**What you need to do:**
Among the lines below, restate word for word only those from the line with "after arbitrary play" through the line with "between two boards.", with both end lines kept.

**Input material:**
//! End-to-end games played through the public engine API.
//!
//! - Turn alternation and rejection behaviour
//! - Board diffs of accepted moves
//! - Short games ending in checkmate
//! - Reset after arbitrary play

use chess_rules::{
    Board, GameState, MoveRejected, Outcome, PieceKind, RulesEngine, Side, Square, initialize,
};

fn sq(name: &str) -> Square {
    name.parse().unwrap()
}

fn play(engine: &mut RulesEngine, moves: &[(&str, &str)]) {
    for (from, to) in moves {
        engine
            .apply_move(sq(from), sq(to))
            .unwrap_or_else(|e| panic!("{from}-{to} rejected: {e}"));
    }
}

/// Squares whose contents differ between two boards.
fn diff(a: &Board, b: &Board) -> Vec<Square> {
    Square::all()
        .filter(|&s| a.piece_at(s) != b.piece_at(s))
        .collect()
}

// =============================================================================
// Turn alternation
// =============================================================================

#[test]
fn test_turns_alternate_and_rejections_do_not_flip() {
    let mut engine = RulesEngine::new();
    let script = [("e2", "e4"), ("e7", "e5"), ("g1", "f3"), ("b8", "c6")];

    for (i, (from, to)) in script.iter().enumerate() {
        let expected_mover = if i % 2 == 0 { Side::White } else { Side::Black };
        assert_eq!(engine.side_to_move(), expected_mover);

        // Moving the opponent's piece is refused and keeps the turn
        let wrong = if expected_mover == Side::White { "a7" } else { "a2" };
        let wrong_to = if expected_mover == Side::White { "a6" } else { "a3" };
        assert!(matches!(
            engine.apply_move(sq(wrong), sq(wrong_to)),
            Err(MoveRejected::IllegalMove { .. })
        ));
        assert_eq!(engine.side_to_move(), expected_mover);

        engine.apply_move(sq(from), sq(to)).unwrap();
        assert_eq!(engine.side_to_move(), expected_mover.other());
    }
}

#[test]
fn test_noop_keeps_state() {
    let mut engine = RulesEngine::new();
    let before = engine.snapshot();
    assert_eq!(engine.apply_move(sq("e2"), sq("e2")), Err(MoveRejected::NoOp));
    assert_eq!(engine.state(), &before);
}

// =============================================================================
// Board diffs
// =============================================================================

#[test]
fn test_quiet_move_changes_two_squares() {
    let mut engine = RulesEngine::new();
    let before = engine.snapshot();
    let after = engine.apply_move(sq("g1"), sq("f3")).unwrap().clone();

    assert_eq!(diff(before.board(), after.board()), vec![sq("f3"), sq("g1")]);
    assert_eq!(after.piece_at(sq("g1")), None);
    assert_eq!(after.piece_at(sq("f3")), before.piece_at(sq("g1")));
}

#[test]
fn test_capture_replaces_target() {
    let mut engine = RulesEngine::new();
    play(&mut engine, &[("e2", "e4"), ("d7", "d5")]);
    let before = engine.snapshot();
    let after = engine.apply_move(sq("e4"), sq("d5")).unwrap().clone();

    assert_eq!(diff(before.board(), after.board()), vec![sq("d5"), sq("e4")]);
    assert_eq!(after.board().count(Side::Black), 15);
    assert_eq!(after.board().count(Side::White), 16);
    assert_eq!(
        after.piece_at(sq("d5")).map(|p| (p.kind, p.side)),
        Some((PieceKind::Pawn, Side::White))
    );
}

// =============================================================================
// Finished games
// =============================================================================

#[test]
fn test_fools_mate() {
    let mut engine = RulesEngine::new();
    play(&mut engine, &[("f2", "f3"), ("e7", "e5"), ("g2", "g4")]);
    let state = engine.apply_move(sq("d8"), sq("h4")).unwrap();
    assert_eq!(state.outcome(), Outcome::Checkmate(Side::Black));

    // Game is locked until reset
    assert_eq!(
        engine.apply_move(sq("a2"), sq("a3")),
        Err(MoveRejected::GameOver)
    );
}

#[test]
fn test_king_mobility_only_mate_after_scholars_attack() {
    // Qxf7 with the bishop on c4: standard mate, and also mate here
    let mut engine = RulesEngine::new();
    play(
        &mut engine,
        &[
            ("e2", "e4"),
            ("e7", "e5"),
            ("f1", "c4"),
            ("b8", "c6"),
            ("d1", "h5"),
            ("g8", "f6"),
        ],
    );
    let state = engine.apply_move(sq("h5"), sq("f7")).unwrap();
    assert_eq!(state.outcome(), Outcome::Checkmate(Side::White));
}

#[test]
fn test_check_that_can_be_blocked_is_reported_as_mate() {
    // Black king boxed in by its own pieces. The check along the b5-e8
    // diagonal could be blocked by ...c6 or ...Nd7, but only king squares count.
    let mut engine = RulesEngine::new();
    play(&mut engine, &[("e2", "e4"), ("d7", "d6"), ("d2", "d4")]);
    // Black plays a waiting move, then Bb5+ cannot be answered by the king
    play(&mut engine, &[("a7", "a6")]);
    let state = engine.apply_move(sq("f1"), sq("b5")).unwrap();
    assert_eq!(state.outcome(), Outcome::Checkmate(Side::White));
}

#[test]
fn test_escaping_check() {
    let mut engine = RulesEngine::new();
    play(
        &mut engine,
        &[("e2", "e4"), ("e7", "e5"), ("d1", "h5"), ("d7", "d6"), ("h5", "f7")],
    );
    assert_eq!(engine.outcome(), Outcome::Check(Side::Black));

    // Ignoring the check is refused
    assert!(matches!(
        engine.apply_move(sq("a7"), sq("a6")),
        Err(MoveRejected::SelfCheck { .. })
    ));
    // So is stepping to another attacked square
    assert!(matches!(
        engine.apply_move(sq("e8"), sq("e7")),
        Err(MoveRejected::SelfCheck { .. })
    ));
    assert_eq!(engine.side_to_move(), Side::Black);

    // Taking the unprotected queen is accepted
    let state = engine.apply_move(sq("e8"), sq("f7")).unwrap();
    assert_eq!(state.outcome(), Outcome::Ongoing);
    assert_eq!(state.board().count(Side::White), 15);
}

// =============================================================================
// Reset
// =============================================================================

#[test]
fn test_reset_restores_initial_state() {
    let mut engine = RulesEngine::new();
    play(
        &mut engine,
        &[("e2", "e4"), ("e7", "e5"), ("g1", "f3"), ("b8", "c6")],
    );
    assert_ne!(engine.state(), &initialize());

    engine.reset();
    assert_eq!(engine.state(), &initialize());
    assert_eq!(engine.state(), &GameState::default());
}

#[test]
fn test_reset_after_game_over() {
    let mut engine = RulesEngine::new();
    play(
        &mut engine,
        &[("f2", "f3"), ("e7", "e5"), ("g2", "g4"), ("d8", "h4")],
    );
    assert!(engine.state().is_over());

    engine.reset();
    assert_eq!(engine.state(), &initialize());
    assert!(engine.apply_move(sq("e2"), sq("e4")).is_ok());
}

**Output for this exercise:**
//! - Reset after arbitrary play

use chess_rules::{
    Board, GameState, MoveRejected, Outcome, PieceKind, RulesEngine, Side, Square, initialize,
};

fn sq(name: &str) -> Square {
    name.parse().unwrap()
}

fn play(engine: &mut RulesEngine, moves: &[(&str, &str)]) {
    for (from, to) in moves {
        engine
            .apply_move(sq(from), sq(to))
            .unwrap_or_else(|e| panic!("{from}-{to} rejected: {e}"));
    }
}

/// Squares whose contents differ between two boards.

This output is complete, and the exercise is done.